De hecho, el nivel de aprobación de Milei va a la baja, las manifestaciones de rechazo a las medidas tomadas van al alza, y ya se prevén trabas importantes en el Congreso y en el Poder Judicial para hacerlas efectivas. No es posible hoy afirmar con certeza qué habrá pasado de aquí a fin de año, pero sí es interesante plantearse la pregunta de si la estrategia de cambio de Milei es la adecuada o no, porque esta disyuntiva entre radicalidad y gradualidad no solo la enfrentan los políticos, sino que también quienes dirigen empresas. 

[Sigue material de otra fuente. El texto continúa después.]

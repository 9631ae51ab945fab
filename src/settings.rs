//! Pipeline settings
//!
//! All user-facing parameters plus the empirically chosen constants of the
//! palette selector. Every struct deserializes with `#[serde(default)]` so a
//! partial JSON file only overrides what it names.

use serde::{Deserialize, Serialize};
use std::fs;
use std::path::Path;
use crate::error::{Result, ColorStackError};

/// Fewest bands a palette request may ask for
pub const MIN_BANDS: usize = 2;
/// Most bands a palette request may ask for
pub const MAX_BANDS: usize = 24;

// ============================================================================
// PALETTE SELECTION
// ============================================================================

#[derive(Debug, Clone, Serialize, Deserialize)]
#[serde(default)]
pub struct PaletteSettings {
    /// Buckets per channel when merging near-duplicate colors (default: 32)
    pub quantize_levels: u32,
    /// Score every Nth pixel (default: 4)
    pub sample_stride: usize,
    /// Candidates kept per requested band before diversity selection (default: 4)
    pub oversample_factor: usize,
    /// Upper bound on candidates regardless of band count (default: 64)
    pub max_candidates: usize,
    /// Divides the Sobel magnitude to land edginess in [0, 1] (default: 4.0)
    pub sobel_normalizer: f32,
    /// Delta E76 under which all four corners count as one background (default: 15.0)
    pub background_delta_e: f32,
    /// Squared RGB distance a replacement color must keep from every used color (default: 10000)
    pub distinct_rgb_threshold: u32,
    /// Random pixel draws before falling back to a random color (default: 100)
    pub uniqueness_attempts: u32,
    /// Seed for the replacement sampler; `None` draws from OS entropy
    pub seed: Option<u64>,
}

impl Default for PaletteSettings {
    fn default() -> Self {
        Self {
            quantize_levels: 32,
            sample_stride: 4,
            oversample_factor: 4,
            max_candidates: 64,
            sobel_normalizer: 4.0,
            background_delta_e: 15.0,
            distinct_rgb_threshold: 10_000,
            uniqueness_attempts: 100,
            seed: None,
        }
    }
}

impl PaletteSettings {
    pub fn validate(&self) -> Result<()> {
        if !(2..=256).contains(&self.quantize_levels) {
            return Err(ColorStackError::InvalidParameter(format!(
                "quantize_levels must be between 2 and 256, got {}",
                self.quantize_levels
            )));
        }
        if self.sample_stride == 0 {
            return Err(ColorStackError::InvalidParameter(
                "sample_stride must be at least 1".to_string(),
            ));
        }
        if self.oversample_factor == 0 || self.max_candidates == 0 {
            return Err(ColorStackError::InvalidParameter(
                "oversample_factor and max_candidates must be at least 1".to_string(),
            ));
        }
        if !(self.sobel_normalizer.is_finite() && self.sobel_normalizer > 0.0) {
            return Err(ColorStackError::InvalidParameter(format!(
                "sobel_normalizer must be positive, got {}",
                self.sobel_normalizer
            )));
        }
        Ok(())
    }
}

// ============================================================================
// LAYERS
// ============================================================================

#[derive(Debug, Clone, Serialize, Deserialize)]
#[serde(default)]
pub struct LayerSettings {
    /// Printer layer height in mm (default: 0.2)
    pub layer_height_mm: f32,
    /// Layers in the base band (default: 3)
    pub base_layers: u32,
    /// Layers added by every band above the base (default: 2)
    pub band_layers: u32,
}

impl Default for LayerSettings {
    fn default() -> Self {
        Self {
            layer_height_mm: 0.2,
            base_layers: 3,
            band_layers: 2,
        }
    }
}

impl LayerSettings {
    /// Top height of each band in mm.
    ///
    /// Band 0 sits at `base_layers * layer_height`, every later band adds
    /// `band_layers * layer_height` on top of the previous one.
    pub fn band_heights(&self, band_count: usize) -> Vec<f32> {
        let base = self.base_layers as f32 * self.layer_height_mm;
        let step = self.band_layers as f32 * self.layer_height_mm;
        (0..band_count).map(|band| base + band as f32 * step).collect()
    }

    pub fn validate(&self) -> Result<()> {
        if !(self.layer_height_mm.is_finite() && self.layer_height_mm > 0.0) {
            return Err(ColorStackError::InvalidParameter(format!(
                "layer_height_mm must be positive, got {}",
                self.layer_height_mm
            )));
        }
        Ok(())
    }
}

// ============================================================================
// MESH
// ============================================================================

#[derive(Debug, Clone, Serialize, Deserialize)]
#[serde(default)]
pub struct MeshSettings {
    /// Physical X size in mm (default: 100)
    pub width_mm: f32,
    /// Physical Y size in mm; `None` keeps the image aspect ratio
    pub depth_mm: Option<f32>,
}

impl Default for MeshSettings {
    fn default() -> Self {
        Self {
            width_mm: 100.0,
            depth_mm: None,
        }
    }
}

impl MeshSettings {
    /// Resolve the Y size for an image of the given pixel dimensions
    pub fn resolve_depth(&self, width_px: u32, height_px: u32) -> f32 {
        match self.depth_mm {
            Some(depth) => depth,
            None if width_px > 0 => self.width_mm * height_px as f32 / width_px as f32,
            None => self.width_mm,
        }
    }

    pub fn validate(&self) -> Result<()> {
        let valid = |v: f32| v.is_finite() && v > 0.0;
        if !valid(self.width_mm) {
            return Err(ColorStackError::InvalidParameter(format!(
                "width_mm must be positive, got {}",
                self.width_mm
            )));
        }
        if let Some(depth) = self.depth_mm {
            if !valid(depth) {
                return Err(ColorStackError::InvalidParameter(format!(
                    "depth_mm must be positive, got {}",
                    depth
                )));
            }
        }
        Ok(())
    }
}

// ============================================================================
// PREVIEW
// ============================================================================

#[derive(Debug, Clone, Copy, PartialEq, Eq, Serialize, Deserialize, Default)]
#[serde(rename_all = "lowercase")]
pub enum PreviewMode {
    /// Everything printed up to the current layer
    #[default]
    Cumulative,
    /// Only the current layer's pixels
    Isolated,
}

#[derive(Debug, Clone, Default, Serialize, Deserialize)]
#[serde(default)]
pub struct PreviewSettings {
    /// Layer to composite up to; `None` shows the finished print
    pub current_layer: Option<usize>,
    pub mode: PreviewMode,
}

// ============================================================================
// PIPELINE
// ============================================================================

#[derive(Debug, Clone, Serialize, Deserialize)]
#[serde(default)]
pub struct PipelineSettings {
    /// Requested palette size (default: 4)
    pub band_count: usize,
    pub palette: PaletteSettings,
    pub layers: LayerSettings,
    pub mesh: MeshSettings,
    pub preview: PreviewSettings,
}

impl Default for PipelineSettings {
    fn default() -> Self {
        Self {
            band_count: 4,
            palette: PaletteSettings::default(),
            layers: LayerSettings::default(),
            mesh: MeshSettings::default(),
            preview: PreviewSettings::default(),
        }
    }
}

impl PipelineSettings {
    /// Load settings from a JSON file
    pub fn load(path: &Path) -> Result<Self> {
        let content = fs::read_to_string(path)?;
        let settings: Self = serde_json::from_str(&content)?;
        settings.validate()?;
        Ok(settings)
    }

    pub fn validate(&self) -> Result<()> {
        validate_band_count(self.band_count)?;
        self.palette.validate()?;
        self.layers.validate()?;
        self.mesh.validate()
    }
}

pub fn validate_band_count(band_count: usize) -> Result<()> {
    if !(MIN_BANDS..=MAX_BANDS).contains(&band_count) {
        return Err(ColorStackError::BandCount {
            requested: band_count,
            min: MIN_BANDS,
            max: MAX_BANDS,
        });
    }
    Ok(())
}

/// Bands a palette or height table may hold once it exists.
///
/// Looser than `validate_band_count` at the bottom end: a selected palette
/// may come back with a single color.
pub fn validate_palette_len(len: usize) -> Result<()> {
    if !(1..=MAX_BANDS).contains(&len) {
        return Err(ColorStackError::BandCount {
            requested: len,
            min: 1,
            max: MAX_BANDS,
        });
    }
    Ok(())
}

// ============================================================================
// TESTS
// ============================================================================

En principio, lo más efectivo suele ser optar por la gradualidad. Los cambios traen potencialmente beneficios, y por eso los impulsamos, pero también conllevan pérdidas, y eso es lo que genera la llamada resistencia a los cambios. La gradualidad es una vía a través de la cual las pérdidas se absorben más fácilmente, porque hay tiempo para ponerlas en contexto y para generar las adaptaciones que nos permitan pararnos frente a una nueva realidad. Tiene el riesgo, por cierto, que permita la dilución de los esfuerzos de cambio y que todo termine en nada. 

La radicalidad no tiene el riesgo de diluirse, pero sí de generar un nivel muy alto de anticuerpos que sea capaz de detener el cambio y abortarlo. ¿Cuándo es posible usar la radicalidad? En las crisis, como la que Argentina vive ahora. Es en estos momentos que las personas están dispuestas, por angustia y desesperanza, a asumir costos más altos para poder salir del hoyo. Al fin y al cabo, es tan mala la situación en la que se está que no hay mucho más que perder. Sin ir más lejos, las restricciones a nuestra libertad que los ciudadanos de todo el mundo estuvimos dispuestos a aceptar durante la pandemia no habrían sido posibles en tiempos normales. 

Pero no basta con que haya una crisis solamente. Se requiere forjar alianzas con más grupos o personas que tienen poder para sostener las medidas radicales y evitar que los más vociferantes las boten. En una empresa el Directorio y el Comité Ejecutivo deben actuar como una verdadera coalición para avanzar en un cambio así, incluso muchas veces de la mano de algún sindicato. Para Milei esa coalición está en la alianza con el macrismo y algunos independientes, y está por verse si será lo suficientemente sólida para enfrentar lo que viene.